**Task directions:** Could you write out the records exactly as they are given?
[Given data Boundary: Start]
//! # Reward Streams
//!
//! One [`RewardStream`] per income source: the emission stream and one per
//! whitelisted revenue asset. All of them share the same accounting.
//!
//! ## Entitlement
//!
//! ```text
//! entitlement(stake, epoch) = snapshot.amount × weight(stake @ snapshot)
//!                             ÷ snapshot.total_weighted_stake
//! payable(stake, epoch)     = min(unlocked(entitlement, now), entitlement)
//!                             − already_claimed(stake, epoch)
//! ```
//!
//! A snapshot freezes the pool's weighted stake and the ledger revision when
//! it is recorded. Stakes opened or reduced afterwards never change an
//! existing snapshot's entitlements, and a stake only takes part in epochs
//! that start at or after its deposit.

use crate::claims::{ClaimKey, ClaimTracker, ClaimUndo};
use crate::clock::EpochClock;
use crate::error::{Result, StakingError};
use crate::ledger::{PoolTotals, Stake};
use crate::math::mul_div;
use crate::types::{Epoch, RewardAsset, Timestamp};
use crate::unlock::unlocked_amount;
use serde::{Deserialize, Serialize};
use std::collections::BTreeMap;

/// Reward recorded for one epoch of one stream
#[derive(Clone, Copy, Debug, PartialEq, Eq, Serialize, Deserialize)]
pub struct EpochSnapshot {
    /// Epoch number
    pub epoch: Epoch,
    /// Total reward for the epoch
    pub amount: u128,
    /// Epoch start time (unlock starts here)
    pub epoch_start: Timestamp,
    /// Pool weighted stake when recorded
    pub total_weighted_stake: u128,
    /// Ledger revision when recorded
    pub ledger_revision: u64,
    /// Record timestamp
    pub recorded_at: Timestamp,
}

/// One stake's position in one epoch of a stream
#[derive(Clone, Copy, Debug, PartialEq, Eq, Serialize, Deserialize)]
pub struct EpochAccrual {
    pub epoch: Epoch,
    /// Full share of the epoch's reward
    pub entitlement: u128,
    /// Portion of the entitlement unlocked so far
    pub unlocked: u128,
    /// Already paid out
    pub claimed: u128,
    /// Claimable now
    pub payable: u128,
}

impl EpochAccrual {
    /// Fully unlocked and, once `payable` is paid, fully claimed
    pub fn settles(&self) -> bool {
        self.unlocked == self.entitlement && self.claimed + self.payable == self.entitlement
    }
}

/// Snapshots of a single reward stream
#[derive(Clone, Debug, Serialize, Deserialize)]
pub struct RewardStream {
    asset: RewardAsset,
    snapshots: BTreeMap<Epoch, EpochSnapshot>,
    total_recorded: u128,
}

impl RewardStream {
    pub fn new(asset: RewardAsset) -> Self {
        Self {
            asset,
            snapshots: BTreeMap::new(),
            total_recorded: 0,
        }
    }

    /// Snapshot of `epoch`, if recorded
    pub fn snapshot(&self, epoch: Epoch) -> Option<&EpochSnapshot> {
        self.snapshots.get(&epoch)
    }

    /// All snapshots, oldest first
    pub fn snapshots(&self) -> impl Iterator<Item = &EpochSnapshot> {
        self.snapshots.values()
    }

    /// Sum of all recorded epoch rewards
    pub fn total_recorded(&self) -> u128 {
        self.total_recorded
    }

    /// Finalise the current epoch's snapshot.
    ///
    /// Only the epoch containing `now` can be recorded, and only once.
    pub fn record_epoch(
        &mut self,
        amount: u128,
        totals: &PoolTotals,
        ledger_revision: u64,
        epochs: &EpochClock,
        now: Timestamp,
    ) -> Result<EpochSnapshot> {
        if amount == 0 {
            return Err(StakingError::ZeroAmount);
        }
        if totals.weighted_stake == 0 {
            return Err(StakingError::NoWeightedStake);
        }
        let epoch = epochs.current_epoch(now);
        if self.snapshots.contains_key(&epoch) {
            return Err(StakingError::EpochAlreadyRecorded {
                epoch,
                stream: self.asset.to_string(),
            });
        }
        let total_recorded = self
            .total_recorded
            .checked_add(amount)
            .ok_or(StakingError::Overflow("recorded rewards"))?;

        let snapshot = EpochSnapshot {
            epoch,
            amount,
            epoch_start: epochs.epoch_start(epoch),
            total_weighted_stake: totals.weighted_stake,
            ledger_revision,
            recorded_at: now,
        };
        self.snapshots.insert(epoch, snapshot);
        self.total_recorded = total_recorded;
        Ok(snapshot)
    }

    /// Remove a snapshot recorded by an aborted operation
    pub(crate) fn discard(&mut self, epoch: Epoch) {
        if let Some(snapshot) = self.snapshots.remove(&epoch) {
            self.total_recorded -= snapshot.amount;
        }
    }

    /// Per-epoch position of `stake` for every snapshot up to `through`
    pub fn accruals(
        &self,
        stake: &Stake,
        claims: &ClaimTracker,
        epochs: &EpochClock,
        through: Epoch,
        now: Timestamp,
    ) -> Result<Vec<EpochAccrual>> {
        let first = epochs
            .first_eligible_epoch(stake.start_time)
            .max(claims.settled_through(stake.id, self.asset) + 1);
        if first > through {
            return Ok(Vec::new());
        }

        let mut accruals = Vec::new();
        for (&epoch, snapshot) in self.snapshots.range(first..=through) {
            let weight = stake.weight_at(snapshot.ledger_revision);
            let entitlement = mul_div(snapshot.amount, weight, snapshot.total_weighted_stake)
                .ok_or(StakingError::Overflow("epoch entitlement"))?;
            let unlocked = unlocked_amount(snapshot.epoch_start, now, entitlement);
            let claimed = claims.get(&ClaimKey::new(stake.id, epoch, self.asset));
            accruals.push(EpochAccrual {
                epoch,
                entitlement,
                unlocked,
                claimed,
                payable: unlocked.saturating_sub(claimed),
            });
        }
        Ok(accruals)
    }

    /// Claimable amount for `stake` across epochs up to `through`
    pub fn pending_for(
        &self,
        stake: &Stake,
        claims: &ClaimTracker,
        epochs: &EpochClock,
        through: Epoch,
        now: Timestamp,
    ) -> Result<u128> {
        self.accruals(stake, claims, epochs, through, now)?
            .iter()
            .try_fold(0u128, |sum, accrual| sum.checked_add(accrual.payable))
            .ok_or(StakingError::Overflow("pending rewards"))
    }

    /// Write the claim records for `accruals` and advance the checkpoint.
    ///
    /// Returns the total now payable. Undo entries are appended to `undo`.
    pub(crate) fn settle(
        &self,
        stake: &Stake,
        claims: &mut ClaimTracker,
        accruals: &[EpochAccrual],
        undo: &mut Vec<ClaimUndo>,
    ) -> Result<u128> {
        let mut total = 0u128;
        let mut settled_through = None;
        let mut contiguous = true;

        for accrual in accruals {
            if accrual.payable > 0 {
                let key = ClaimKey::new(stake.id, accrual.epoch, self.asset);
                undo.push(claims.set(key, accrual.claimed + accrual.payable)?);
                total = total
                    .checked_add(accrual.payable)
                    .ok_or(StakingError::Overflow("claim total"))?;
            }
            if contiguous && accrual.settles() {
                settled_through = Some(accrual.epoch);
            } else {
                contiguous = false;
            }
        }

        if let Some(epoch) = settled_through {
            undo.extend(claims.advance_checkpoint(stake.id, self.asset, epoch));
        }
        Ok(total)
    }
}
[Given data Boundary: End]
**Response:**
//! # Reward Streams
//!
//! One [`RewardStream`] per income source: the emission stream and one per
//! whitelisted revenue asset. All of them share the same accounting.
//!
//! ## Entitlement
//!
//! ```text
//! entitlement(stake, epoch) = snapshot.amount × weight(stake @ snapshot)
//!                             ÷ snapshot.total_weighted_stake
//! payable(stake, epoch)     = min(unlocked(entitlement, now), entitlement)
//!                             − already_claimed(stake, epoch)
//! ```
//!
//! A snapshot freezes the pool's weighted stake and the ledger revision when
//! it is recorded. Stakes opened or reduced afterwards never change an
//! existing snapshot's entitlements, and a stake only takes part in epochs
//! that start at or after its deposit.

use crate::claims::{ClaimKey, ClaimTracker, ClaimUndo};
use crate::clock::EpochClock;
use crate::error::{Result, StakingError};
use crate::ledger::{PoolTotals, Stake};
use crate::math::mul_div;
use crate::types::{Epoch, RewardAsset, Timestamp};
use crate::unlock::unlocked_amount;
use serde::{Deserialize, Serialize};
use std::collections::BTreeMap;

/// Reward recorded for one epoch of one stream
#[derive(Clone, Copy, Debug, PartialEq, Eq, Serialize, Deserialize)]
pub struct EpochSnapshot {
    /// Epoch number
    pub epoch: Epoch,
    /// Total reward for the epoch
    pub amount: u128,
    /// Epoch start time (unlock starts here)
    pub epoch_start: Timestamp,
    /// Pool weighted stake when recorded
    pub total_weighted_stake: u128,
    /// Ledger revision when recorded
    pub ledger_revision: u64,
    /// Record timestamp
    pub recorded_at: Timestamp,
}

/// One stake's position in one epoch of a stream
#[derive(Clone, Copy, Debug, PartialEq, Eq, Serialize, Deserialize)]
pub struct EpochAccrual {
    pub epoch: Epoch,
    /// Full share of the epoch's reward
    pub entitlement: u128,
    /// Portion of the entitlement unlocked so far
    pub unlocked: u128,
    /// Already paid out
    pub claimed: u128,
    /// Claimable now
    pub payable: u128,
}

impl EpochAccrual {
    /// Fully unlocked and, once `payable` is paid, fully claimed
    pub fn settles(&self) -> bool {
        self.unlocked == self.entitlement && self.claimed + self.payable == self.entitlement
    }
}

/// Snapshots of a single reward stream
#[derive(Clone, Debug, Serialize, Deserialize)]
pub struct RewardStream {
    asset: RewardAsset,
    snapshots: BTreeMap<Epoch, EpochSnapshot>,
    total_recorded: u128,
}

impl RewardStream {
    pub fn new(asset: RewardAsset) -> Self {
        Self {
            asset,
            snapshots: BTreeMap::new(),
            total_recorded: 0,
        }
    }

    /// Snapshot of `epoch`, if recorded
    pub fn snapshot(&self, epoch: Epoch) -> Option<&EpochSnapshot> {
        self.snapshots.get(&epoch)
    }

    /// All snapshots, oldest first
    pub fn snapshots(&self) -> impl Iterator<Item = &EpochSnapshot> {
        self.snapshots.values()
    }

    /// Sum of all recorded epoch rewards
    pub fn total_recorded(&self) -> u128 {
        self.total_recorded
    }

    /// Finalise the current epoch's snapshot.
    ///
    /// Only the epoch containing `now` can be recorded, and only once.
    pub fn record_epoch(
        &mut self,
        amount: u128,
        totals: &PoolTotals,
        ledger_revision: u64,
        epochs: &EpochClock,
        now: Timestamp,
    ) -> Result<EpochSnapshot> {
        if amount == 0 {
            return Err(StakingError::ZeroAmount);
        }
        if totals.weighted_stake == 0 {
            return Err(StakingError::NoWeightedStake);
        }
        let epoch = epochs.current_epoch(now);
        if self.snapshots.contains_key(&epoch) {
            return Err(StakingError::EpochAlreadyRecorded {
                epoch,
                stream: self.asset.to_string(),
            });
        }
        let total_recorded = self
            .total_recorded
            .checked_add(amount)
            .ok_or(StakingError::Overflow("recorded rewards"))?;

        let snapshot = EpochSnapshot {
            epoch,
            amount,
            epoch_start: epochs.epoch_start(epoch),
            total_weighted_stake: totals.weighted_stake,
            ledger_revision,
            recorded_at: now,
        };
        self.snapshots.insert(epoch, snapshot);
        self.total_recorded = total_recorded;
        Ok(snapshot)
    }

    /// Remove a snapshot recorded by an aborted operation
    pub(crate) fn discard(&mut self, epoch: Epoch) {
        if let Some(snapshot) = self.snapshots.remove(&epoch) {
            self.total_recorded -= snapshot.amount;
        }
    }

    /// Per-epoch position of `stake` for every snapshot up to `through`
    pub fn accruals(
        &self,
        stake: &Stake,
        claims: &ClaimTracker,
        epochs: &EpochClock,
        through: Epoch,
        now: Timestamp,
    ) -> Result<Vec<EpochAccrual>> {
        let first = epochs
            .first_eligible_epoch(stake.start_time)
            .max(claims.settled_through(stake.id, self.asset) + 1);
        if first > through {
            return Ok(Vec::new());
        }

        let mut accruals = Vec::new();
        for (&epoch, snapshot) in self.snapshots.range(first..=through) {
            let weight = stake.weight_at(snapshot.ledger_revision);
            let entitlement = mul_div(snapshot.amount, weight, snapshot.total_weighted_stake)
                .ok_or(StakingError::Overflow("epoch entitlement"))?;
            let unlocked = unlocked_amount(snapshot.epoch_start, now, entitlement);
            let claimed = claims.get(&ClaimKey::new(stake.id, epoch, self.asset));
            accruals.push(EpochAccrual {
                epoch,
                entitlement,
                unlocked,
                claimed,
                payable: unlocked.saturating_sub(claimed),
            });
        }
        Ok(accruals)
    }

    /// Claimable amount for `stake` across epochs up to `through`
    pub fn pending_for(
        &self,
        stake: &Stake,
        claims: &ClaimTracker,
        epochs: &EpochClock,
        through: Epoch,
        now: Timestamp,
    ) -> Result<u128> {
        self.accruals(stake, claims, epochs, through, now)?
            .iter()
            .try_fold(0u128, |sum, accrual| sum.checked_add(accrual.payable))
            .ok_or(StakingError::Overflow("pending rewards"))
    }

    /// Write the claim records for `accruals` and advance the checkpoint.
    ///
    /// Returns the total now payable. Undo entries are appended to `undo`.
    pub(crate) fn settle(
        &self,
        stake: &Stake,
        claims: &mut ClaimTracker,
        accruals: &[EpochAccrual],
        undo: &mut Vec<ClaimUndo>,
    ) -> Result<u128> {
        let mut total = 0u128;
        let mut settled_through = None;
        let mut contiguous = true;

        for accrual in accruals {
            if accrual.payable > 0 {
                let key = ClaimKey::new(stake.id, accrual.epoch, self.asset);
                undo.push(claims.set(key, accrual.claimed + accrual.payable)?);
                total = total
                    .checked_add(accrual.payable)
                    .ok_or(StakingError::Overflow("claim total"))?;
            }
            if contiguous && accrual.settles() {
                settled_through = Some(accrual.epoch);
            } else {
                contiguous = false;
            }
        }

        if let Some(epoch) = settled_through {
            undo.extend(claims.advance_checkpoint(stake.id, self.asset, epoch));
        }
        Ok(total)
    }
}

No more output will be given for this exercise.